The Sodium functions data_encrypt and data_decrypt provide a more elaborate implementation of the above. This is what you should use in practice for secret key encryption.

Symmetric encryption can be used for e.g. encrypting local data. However because the same secret is used for both encryption and decryption, it is impractical for communication with other parties. For exchanging secure messages we need public key encryption.

Public-key encryption and Diffie-Hellman

Rather than using a single secret-key, assymetric (public key) encryption requires a keypair, consisting of a public key for encryption and a private-key for decryption. Data that is encrypted using a given public key can only be decrypted using the corresponding private key.

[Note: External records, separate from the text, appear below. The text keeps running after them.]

//! On-disk mirror of cached ranges.
//!
//! Layout: `{cache_dir}/content/{2 chars}/{rest of sha256(file id)}/{sha256(revision)[..16]}/{start}-{end}`
//!
//! The mirror is advisory. Every failure is logged and reported to the
//! caller as "not stored" or "not found"; nothing here can fail a read.

use std::fs;
use std::io::Write;
use std::path::{Path, PathBuf};
use std::time::SystemTime;

use bytes::Bytes;
use sha2::{Digest, Sha256};
use vaultspace_core::domain::{ByteRange, NodeId, RevisionTag};

/// Hash-addressed range files under a cache directory
pub struct DiskStore {
    content_dir: PathBuf,
}

impl DiskStore {
    /// Opens the store, creating the content directory if needed
    pub fn new(cache_dir: &Path) -> std::io::Result<Self> {
        let content_dir = cache_dir.join("content");
        fs::create_dir_all(&content_dir)?;
        Ok(Self { content_dir })
    }

    fn hash(value: &str) -> String {
        let mut hasher = Sha256::new();
        hasher.update(value.as_bytes());
        format!("{:x}", hasher.finalize())
    }

    /// Directory holding every revision of a file
    pub fn file_dir(&self, file_id: &NodeId) -> PathBuf {
        let hash = Self::hash(file_id.as_str());
        let (prefix, rest) = hash.split_at(2);
        self.content_dir.join(prefix).join(rest)
    }

    fn revision_dir(&self, file_id: &NodeId, revision: &RevisionTag) -> PathBuf {
        let rev_hash = Self::hash(revision.as_str());
        self.file_dir(file_id).join(&rev_hash[..16])
    }

    fn range_path(&self, file_id: &NodeId, revision: &RevisionTag, range: ByteRange) -> PathBuf {
        self.revision_dir(file_id, revision)
            .join(format!("{}-{}", range.start(), range.end()))
    }

    fn parse_range(name: &str) -> Option<ByteRange> {
        let (start, end) = name.split_once('-')?;
        ByteRange::new(start.parse().ok()?, end.parse().ok()?).ok()
    }

    /// Writes a range, replacing any file with the same bounds
    ///
    /// Data goes to a `.partial` file first and is renamed into place; a
    /// failed write removes it.
    pub fn store(
        &self,
        file_id: &NodeId,
        revision: &RevisionTag,
        range: ByteRange,
        data: &[u8],
    ) -> bool {
        let path = self.range_path(file_id, revision, range);
        let partial = path.with_extension("partial");
        let result = (|| -> std::io::Result<()> {
            if let Some(parent) = path.parent() {
                fs::create_dir_all(parent)?;
            }
            let mut file = fs::File::create(&partial)?;
            file.write_all(data)?;
            file.sync_data()?;
            fs::rename(&partial, &path)
        })();

        match result {
            Ok(()) => true,
            Err(e) => {
                let _ = fs::remove_file(&partial);
                tracing::warn!(file_id = %file_id, error = %e, "Failed to persist cached range");
                false
            }
        }
    }

    /// Finds a stored range that covers `wanted` at `revision`
    pub fn load_covering(
        &self,
        file_id: &NodeId,
        revision: &RevisionTag,
        wanted: ByteRange,
    ) -> Option<(ByteRange, Bytes)> {
        let dir = self.revision_dir(file_id, revision);
        let entries = fs::read_dir(&dir).ok()?;

        let range = entries
            .filter_map(Result::ok)
            .filter_map(|e| Self::parse_range(e.file_name().to_str()?))
            .filter(|r| r.contains(&wanted))
            .max_by_key(ByteRange::len)?;

        match fs::read(dir.join(format!("{}-{}", range.start(), range.end()))) {
            Ok(data) if data.len() as u64 == range.len() => Some((range, Bytes::from(data))),
            Ok(_) => {
                tracing::warn!(file_id = %file_id, "Discarding truncated cache file");
                self.remove(file_id, revision, range);
                None
            }
            Err(e) => {
                tracing::debug!(file_id = %file_id, error = %e, "Cached range unreadable");
                None
            }
        }
    }

    /// Removes one stored range
    pub fn remove(&self, file_id: &NodeId, revision: &RevisionTag, range: ByteRange) {
        let path = self.range_path(file_id, revision, range);
        if let Err(e) = fs::remove_file(&path) {
            if e.kind() != std::io::ErrorKind::NotFound {
                tracing::debug!(path = %path.display(), error = %e, "Failed to remove cache file");
            }
        }
    }

    /// Removes every stored range of a file, all revisions
    pub fn remove_file(&self, file_id: &NodeId) {
        let dir = self.file_dir(file_id);
        if dir.exists() {
            if let Err(e) = fs::remove_dir_all(&dir) {
                tracing::warn!(file_id = %file_id, error = %e, "Failed to remove cached file");
            }
        }
    }

    /// Removes everything
    pub fn wipe(&self) -> std::io::Result<()> {
        if self.content_dir.exists() {
            fs::remove_dir_all(&self.content_dir)?;
        }
        fs::create_dir_all(&self.content_dir)
    }

    /// Every stored range file with its size and modification time
    fn walk(&self) -> std::io::Result<Vec<(PathBuf, u64, SystemTime)>> {
        let mut files = Vec::new();
        let mut pending = vec![self.content_dir.clone()];
        while let Some(dir) = pending.pop() {
            for entry in fs::read_dir(&dir)? {
                let entry = entry?;
                let file_type = entry.file_type()?;
                if file_type.is_dir() {
                    pending.push(entry.path());
                } else if file_type.is_file() {
                    let metadata = entry.metadata()?;
                    let modified = metadata.modified().unwrap_or(SystemTime::UNIX_EPOCH);
                    files.push((entry.path(), metadata.len(), modified));
                }
            }
        }
        Ok(files)
    }

    /// Total bytes stored on disk
    pub fn disk_usage(&self) -> std::io::Result<u64> {
        Ok(self.walk()?.iter().map(|(_, len, _)| len).sum())
    }

    /// Deletes the oldest files until the total fits in `max_bytes`
    ///
    /// Returns the number of bytes freed.
    pub fn prune(&self, max_bytes: u64) -> std::io::Result<u64> {
        let mut files = self.walk()?;
        let mut total: u64 = files.iter().map(|(_, len, _)| len).sum();
        if total <= max_bytes {
            return Ok(0);
        }

        files.sort_by_key(|(_, _, modified)| *modified);
        let mut freed = 0;
        for (path, len, _) in files {
            if total <= max_bytes {
                break;
            }
            fs::remove_file(&path)?;
            total -= len;
            freed += len;
        }

        tracing::info!(freed, remaining = total, "Pruned on-disk content cache");
        Ok(freed)
    }
}

#[cfg(test)]
mod tests {
    use tempfile::tempdir;

    use super::*;

    fn ids() -> (NodeId, RevisionTag) {
        (NodeId::new("f1").unwrap(), RevisionTag::new("r1").unwrap())
    }

    #[test]
    fn test_store_and_load_covering() {
        let dir = tempdir().unwrap();
        let disk = DiskStore::new(dir.path()).unwrap();
        let (id, rev) = ids();

        assert!(disk.store(&id, &rev, ByteRange::new(0, 10).unwrap(), b"0123456789"));

        let (range, data) = disk
            .load_covering(&id, &rev, ByteRange::new(2, 5).unwrap())
            .unwrap();
        assert_eq!(range, ByteRange::new(0, 10).unwrap());
        assert_eq!(&data[..], b"0123456789");

        assert!(disk
            .load_covering(&id, &rev, ByteRange::new(5, 12).unwrap())
            .is_none());
        let other = RevisionTag::new("r2").unwrap();
        assert!(disk
            .load_covering(&id, &other, ByteRange::new(0, 1).unwrap())
            .is_none());
    }

    #[test]
    fn test_failed_store_leaves_no_partial_file() {
        let dir = tempdir().unwrap();
        let disk = DiskStore::new(dir.path()).unwrap();
        let (id, rev) = ids();
        let range = ByteRange::new(0, 4).unwrap();
        let path = disk.range_path(&id, &rev, range);

        // A non-empty directory in the way makes the final rename fail
        fs::create_dir_all(path.join("blocker")).unwrap();
        assert!(!disk.store(&id, &rev, range, b"abcd"));
        assert!(!path.with_extension("partial").exists());
        assert!(path.is_dir());
    }

    #[test]
    fn test_cache_path_layout() {
        let dir = tempdir().unwrap();
        let disk = DiskStore::new(dir.path()).unwrap();
        let path = disk.file_dir(&NodeId::new("f1").unwrap());
        let prefix = path.parent().unwrap().file_name().unwrap().to_str().unwrap();
        assert_eq!(prefix.len(), 2);
        assert!(path.starts_with(dir.path().join("content")));
    }

    #[test]
    fn test_remove_file_and_usage() {
        let dir = tempdir().unwrap();
        let disk = DiskStore::new(dir.path()).unwrap();
        let (id, rev) = ids();
        disk.store(&id, &rev, ByteRange::new(0, 4).unwrap(), b"abcd");
        disk.store(&id, &rev, ByteRange::new(8, 10).unwrap(), b"ij");
        assert_eq!(disk.disk_usage().unwrap(), 6);

        disk.remove_file(&id);
        assert_eq!(disk.disk_usage().unwrap(), 0);
    }

    #[test]
    fn test_prune_to_budget() {
        let dir = tempdir().unwrap();
        let disk = DiskStore::new(dir.path()).unwrap();
        let (id, rev) = ids();
        for i in 0..4u64 {
            disk.store(
                &id,
                &rev,
                ByteRange::new(i * 10, i * 10 + 10).unwrap(),
                &[0u8; 10],
            );
        }

        assert_eq!(disk.prune(100).unwrap(), 0);
        assert_eq!(disk.prune(25).unwrap(), 20);
        assert_eq!(disk.disk_usage().unwrap(), 20);
    }

    #[test]
    fn test_wipe() {
        let dir = tempdir().unwrap();
        let disk = DiskStore::new(dir.path()).unwrap();
        let (id, rev) = ids();
        disk.store(&id, &rev, ByteRange::new(0, 1).unwrap(), b"x");
        disk.wipe().unwrap();
        assert_eq!(disk.disk_usage().unwrap(), 0);
    }
}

The public key is not confidential and can be shared on e.g. a website or keyserver. This allows anyone to send somebody a secure message by encrypting it with the receivers public key. The encrypted message will only be readable by the owner of the corresponding private key.

# Create keypair
key <- keygen()
pub <- pubkey(key)

# Encrypt message for receiver using his/her public key
msg <- serialize(iris, NULL)
ciphertext <- simple_encrypt(msg, pub)

# Receiver decrypts with his/her private key
out <- simple_decrypt(ciphertext, key)
identical(msg, out)
[1] TRUE

How does this work? Public key encryption makes use of Diffie-Hellman (D-H): a method which allows two parties that have no prior knowledge of each other to jointly establish a shared secret key over an insecure channel. In the most simple case, both parties generate a temporary keypair and exchange their public key over the insecure channel. Then both parties use the D-H function to calculcate the (same) shared secret key by combining their own private key with the other person’s public key:

# Bob generates keypair
bob_key <- keygen()
bob_pubkey <- pubkey(bob_key)

# Alice generates keypair
alice_key <- keygen()
alice_pubkey <- pubkey(alice_key)

# After Bob and Alice exchange pubkey they can both derive the secret
alice_secret <- diffie_hellman(alice_key, bob_pubkey)
bob_secret <- diffie_hellman(bob_key, alice_pubkey)
identical(alice_secret, bob_secret)
[1] TRUE

Once the shared secret has been established, both parties can discard their temporary public/private key and use the shared secret to start encrypting communications with symmetric encryption as discussed earlier. Because the shared secret cannot be calculated using only the public keys, the process is safe from eavesdroppers.

The classical Diffie-Hellman method is based on the discrete logarithm problem with large prime numbers. Sodium uses curve25519, a state-of-the-art D-H function by Daniel Bernsteinan designed for use with the elliptic curve Diffie–Hellman (ECDH) key agreement scheme.